## WHAT YOU HAVE TO DO
Both the line below containing "assert_eq!(history.len(), 1);" and the line containing "assert_eq!(summary.already_known, 1);", along with every line between them, should be repeated exactly; no other line belongs in the answer.
□ □ □ □ □ □ □
#[cfg(test)]
mod tests {
    use super::*;
    use crate::rules::NumberRange;
    use crate::verifier::EntryOutcome;
    use tempfile::tempdir;

    async fn engine(dir: &std::path::Path) -> LotoEngine {
        LotoEngine::new(EngineConfig::new(dir)).await.unwrap()
    }

    #[tokio::test]
    async fn test_record_and_verify() {
        let temp_dir = tempdir().unwrap();
        let engine = engine(temp_dir.path()).await;

        let draw = engine
            .record_draw("649", Combination::from_numbers([1, 2, 3, 4, 5, 6]), None, None)
            .await
            .unwrap();
        assert_eq!(draw.sequence, 1);

        let report = engine
            .verify("649", &Combination::from_numbers([1, 2, 3, 7, 8, 9]))
            .await
            .unwrap();
        assert_eq!(report.matched_count, 3);
        assert_eq!(report.prize_tier.as_deref(), Some("3/6"));

        let err = engine
            .record_draw("649", Combination::from_numbers([7, 8, 9, 10, 11, 12]), Some(1), None)
            .await
            .unwrap_err();
        assert!(matches!(err, LotoError::Conflict(_)));

        let err = engine
            .verify("keno", &Combination::from_numbers([1, 2, 3]))
            .await
            .unwrap_err();
        assert!(matches!(err, LotoError::NotFound { .. }));
    }

    #[tokio::test]
    async fn test_history_survives_restart() {
        let temp_dir = tempdir().unwrap();
        {
            let engine = engine(temp_dir.path()).await;
            engine
                .record_draw("grande-vie", Combination::from_numbers([5, 12, 23, 34, 45]), None, None)
                .await
                .unwrap();
        }

        let engine = engine(temp_dir.path()).await;
        let history = engine.history("grande-vie").await.unwrap();
        assert_eq!(history.len(), 1);
        assert!(history.contains(&Combination::from_numbers([5, 12, 23, 34, 45])));
    }

    #[tokio::test]
    async fn test_snapshot_is_not_affected_by_append() {
        let temp_dir = tempdir().unwrap();
        let engine = engine(temp_dir.path()).await;

        let before = engine.history("649").await.unwrap();
        engine
            .record_draw("649", Combination::from_numbers([1, 2, 3, 4, 5, 6]), None, None)
            .await
            .unwrap();

        assert!(before.is_empty());
        assert_eq!(engine.history("649").await.unwrap().len(), 1);
    }

    #[tokio::test]
    async fn test_import_replace_and_append() {
        let temp_dir = tempdir().unwrap();
        let engine = engine(temp_dir.path()).await;

        let summary = engine
            .import_history(
                "649",
                "2024-01-06 1 2 3 4 5 6 (7)\n10 11 12 13 14 15\n1 2 3 4 5 6\nbad line\n",
                ImportMode::Replace,
            )
            .await
            .unwrap();
        assert_eq!(summary.imported, 2);
        assert_eq!(summary.duplicates, 1);
        assert_eq!(summary.skipped_lines, vec![4]);
        assert_eq!(summary.total_draws, 2);

        let summary = engine
            .import_history("649", "10 11 12 13 14 15\n20 21 22 23 24 25\n", ImportMode::Append)
            .await
            .unwrap();
        assert_eq!(summary.imported, 1);
        assert_eq!(summary.already_known, 1);

        let history = engine.history("649").await.unwrap();
        let sequences: Vec<u64> = history.draws().iter().map(|d| d.sequence).collect();
        assert_eq!(sequences, vec![1, 2, 3]);
        assert_eq!(
            history.draws()[0].drawn_on,
            NaiveDate::from_ymd_opt(2024, 1, 6)
        );
    }

    #[tokio::test]
    async fn test_failed_append_import_leaves_storage_untouched() {
        let temp_dir = tempdir().unwrap();
        let first = engine(temp_dir.path()).await;
        let second = engine(temp_dir.path()).await;

        assert!(first.history("649").await.unwrap().is_empty());
        second
            .record_draw("649", Combination::from_numbers([40, 41, 42, 43, 44, 45]), Some(2), None)
            .await
            .unwrap();

        let text = "1 2 3 4 5 6\n10 11 12 13 14 15\n";
        let err = first
            .import_history("649", text, ImportMode::Append)
            .await
            .unwrap_err();
        assert!(matches!(err, LotoError::Storage(_)));

        let stored = DrawStore::new(&first.storage).load("649").await.unwrap();
        let sequences: Vec<u64> = stored.iter().map(|d| d.sequence).collect();
        assert_eq!(sequences, vec![2]);

        // the stale snapshot is dropped, so a retry builds on the stored rows
        let summary = first
            .import_history("649", text, ImportMode::Append)
            .await
            .unwrap();
        assert_eq!(summary.imported, 2);
        assert_eq!(summary.total_draws, 3);
        let history = first.history("649").await.unwrap();
        let sequences: Vec<u64> = history.draws().iter().map(|d| d.sequence).collect();
        assert_eq!(sequences, vec![2, 3, 4]);
    }

    #[tokio::test]
    async fn test_generate_avoids_history_and_proposals() {
        let temp_dir = tempdir().unwrap();
        let catalog =
            RuleCatalog::new(vec![LotteryRule::new("tiny", "Tiny", NumberRange::new(1, 5), 3)]).unwrap();
        let engine = LotoEngine::with_catalog(EngineConfig::new(temp_dir.path()), catalog)
            .await
            .unwrap();

        engine
            .record_draw("tiny", Combination::from_numbers([1, 2, 3]), None, None)
            .await
            .unwrap();

        let first = engine.generate("tiny", 5, GenerateOptions::default()).await.unwrap();
        assert_eq!(first.combinations.len(), 5);
        assert!(!first.combinations.contains(&Combination::from_numbers([1, 2, 3])));
        assert!(engine.is_proposed("tiny", &first.combinations[0]).await.unwrap());

        let second = engine.generate("tiny", 4, GenerateOptions::default()).await.unwrap();
        assert!(second.combinations.iter().all(|c| !first.combinations.contains(c)));

        let err = engine.generate("tiny", 1, GenerateOptions::default()).await.unwrap_err();
        assert!(matches!(err, LotoError::GenerationExhausted { .. }));

        let unrecorded = GenerateOptions {
            avoid_proposals: false,
            record: false,
            ..GenerateOptions::default()
        };
        let third = engine.generate("tiny", 9, unrecorded).await.unwrap();
        assert_eq!(third.combinations.len(), 9);
        assert_eq!(engine.proposals("tiny").await.unwrap().len(), 9);
    }

    #[tokio::test]
    async fn test_generate_limits() {
        let temp_dir = tempdir().unwrap();
        let engine = engine(temp_dir.path()).await;

        for count in [0, 1_001] {
            let err = engine.generate("649", count, GenerateOptions::default()).await.unwrap_err();
            assert!(matches!(err, LotoError::InvalidRequest(_)));
        }
    }

    #[tokio::test]
    async fn test_generate_blocks_records_stars() {
        let temp_dir = tempdir().unwrap();
        let engine = engine(temp_dir.path()).await;

        let options = GenerateOptions {
            apply_criteria: true,
            ..GenerateOptions::default()
        };
        let batch = engine.generate_blocks("grande-vie", 2, options).await.unwrap();
        assert_eq!(batch.blocks.len(), 2);

        let proposals = engine.proposals("grande-vie").await.unwrap();
        assert_eq!(proposals.len(), 20);
        assert_eq!(proposals.iter().filter(|p| p.is_star).count(), 2);
        assert!(proposals[9].is_star);
        assert_eq!(proposals[9].combination, batch.blocks[0].star);

        let block: Vec<Combination> = batch.blocks[0].combinations().cloned().collect();
        let coverage = engine.coverage("grande-vie", &block, None).await.unwrap();
        assert!(coverage.audits.iter().all(|a| a.passes()));
        assert!(coverage.conforming);
    }

    #[tokio::test]
    async fn test_verify_block_through_engine() {
        let temp_dir = tempdir().unwrap();
        let engine = engine(temp_dir.path()).await;
        engine
            .record_draw("649", Combination::from_numbers([1, 2, 3, 4, 5, 6]), None, None)
            .await
            .unwrap();

        let block = vec![
            Combination::from_numbers([1, 2, 3, 4, 5, 6]),
            Combination::from_numbers([1, 2, 3, 4, 5, 6]),
            Combination::from_numbers([1, 2, 3, 4, 5, 60]),
        ];
        let entries = engine.verify_block("649", &block).await.unwrap();
        assert_eq!(entries.len(), 3);
        assert!(matches!(entries[0].outcome, EntryOutcome::Duplicate { .. }));
        assert!(matches!(entries[1].outcome, EntryOutcome::Duplicate { .. }));
        assert!(matches!(entries[2].outcome, EntryOutcome::Invalid { .. }));
    }
}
□ □ □ □ □ □ □
## RESULT FOR THIS EXERCISE
        assert_eq!(history.len(), 1);
        assert!(history.contains(&Combination::from_numbers([5, 12, 23, 34, 45])));
    }

    #[tokio::test]
    async fn test_snapshot_is_not_affected_by_append() {
        let temp_dir = tempdir().unwrap();
        let engine = engine(temp_dir.path()).await;

        let before = engine.history("649").await.unwrap();
        engine
            .record_draw("649", Combination::from_numbers([1, 2, 3, 4, 5, 6]), None, None)
            .await
            .unwrap();

        assert!(before.is_empty());
        assert_eq!(engine.history("649").await.unwrap().len(), 1);
    }

    #[tokio::test]
    async fn test_import_replace_and_append() {
        let temp_dir = tempdir().unwrap();
        let engine = engine(temp_dir.path()).await;

        let summary = engine
            .import_history(
                "649",
                "2024-01-06 1 2 3 4 5 6 (7)\n10 11 12 13 14 15\n1 2 3 4 5 6\nbad line\n",
                ImportMode::Replace,
            )
            .await
            .unwrap();
        assert_eq!(summary.imported, 2);
        assert_eq!(summary.duplicates, 1);
        assert_eq!(summary.skipped_lines, vec![4]);
        assert_eq!(summary.total_draws, 2);

        let summary = engine
            .import_history("649", "10 11 12 13 14 15\n20 21 22 23 24 25\n", ImportMode::Append)
            .await
            .unwrap();
        assert_eq!(summary.imported, 1);
        assert_eq!(summary.already_known, 1);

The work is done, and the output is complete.